Luckily, I am in an area where I have symmetrical gigabit services from Frontier Communications. My son’s neighborhood has AT&T Fiber, but he’s only willing to spend enough to get symmetrical 300 megabit service. But poor David being where he lives can only get Spectrum internet at 90 meg down and 10 meg up.

Site to Site VPNs Between Family

As mentioned previously, I have the SuperMicro server as my pfSense box. My son and David both have my favorite Amazon no name boxes for pfSense. These boxes are fanless, while still being quite powerful.

With that all in place, we simply connected the devices using OpenVPN, which is most popular Open Source VPN software on the planet, and is built-in to pfSense out of the box.

OpenVPN between Friends and Family

OK! So that’s how we’re configure, but what in the world do we do with these tunnels in our VPN between houses?

What Runs over Your Family VPN?

You’ll remember from my recent home network tour that I have two Synology NAS boxes and two SuperMicro 1U servers in my lab. All of this compute and storage can be accessed over the VPN. That means my Son and David both have access to all of my Synology file shares, and any virtual servers I am running.

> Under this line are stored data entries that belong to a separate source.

//! NextGCore Core Library
//!
//! Shared building blocks for the control-plane tasks: the keyed state
//! store used for every S1AP table, logging glue and a one-shot timer
//! manager for deferred per-UE actions.

pub mod log;
pub mod map;
pub mod timer;


pub use map::{KeyedMap, MapError, MapResult};
pub use timer::{TimerEntry, TimerMgr, TIMER_INACTIVE_ID};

Of course, PLEX sharing works over the open internet, but in our case PLEX appears to all of our devices as a local service and therefore tunnels over the VPN. This makes PLEX traffic 100% invisible to our ISPs. They can’t shape it, throttle it, or block it.

You might remember from my home network tour video that I also run Observium for system and network monitoring. In addition to monitoring all of my own devices, this box polls SNMP across the VPN tunnels for all of my son’s and David’s devices: tracking uptime, firewall status, bandwidth usage, storage usage, wireless access points, and much more. Well, except for David’s non-enterprise “dumb switches”.

I also run a central Syslog server. Remote devices send their log files here for storage for 90 days. This is super handy for times when things go bump in the night. Not only can we can look back in the logs to see what happened, we can correlate logs across devices to see when one device causes something to go wrong on another. For example, if a camera keeps rebooting, it might be due to the switch running out of power over Ethernet capacity.

Network Monitoring

And of course, it should be noted that this VPN also works in the opposite direction allowing me to access David’s file shares as well.

What about VPN Network Security?

Now, some of you who know networking are probably wondering about security with this VPN between friends and family, and you might be wondering what happens when David gets a virus or some 8-Bit malware on his network. Won’t that just propagate to me?

Well, no. We’re not a bunch of boneheads. These OpenVPN connections have full firewall policies running on them and we only allow very specific traffic across them. This means that only port 445 is open to my NAS for example.

VPN firewall policy

OK. So what other things connect to my VPN? I have a remote access VPN in place so that all of my laptops and phones can connect. In fact, I never access public Wi-Fi without my VPN turned on.

I also have a VPN to my VPC at Amazon Web Services. This is of course where we host TheGeekPub.com and The8BitGuy.com! Remember those Observium and Syslog servers? Those also monitor the health of our webservers. So we immediately know if a server is down, or there is something wrong with it.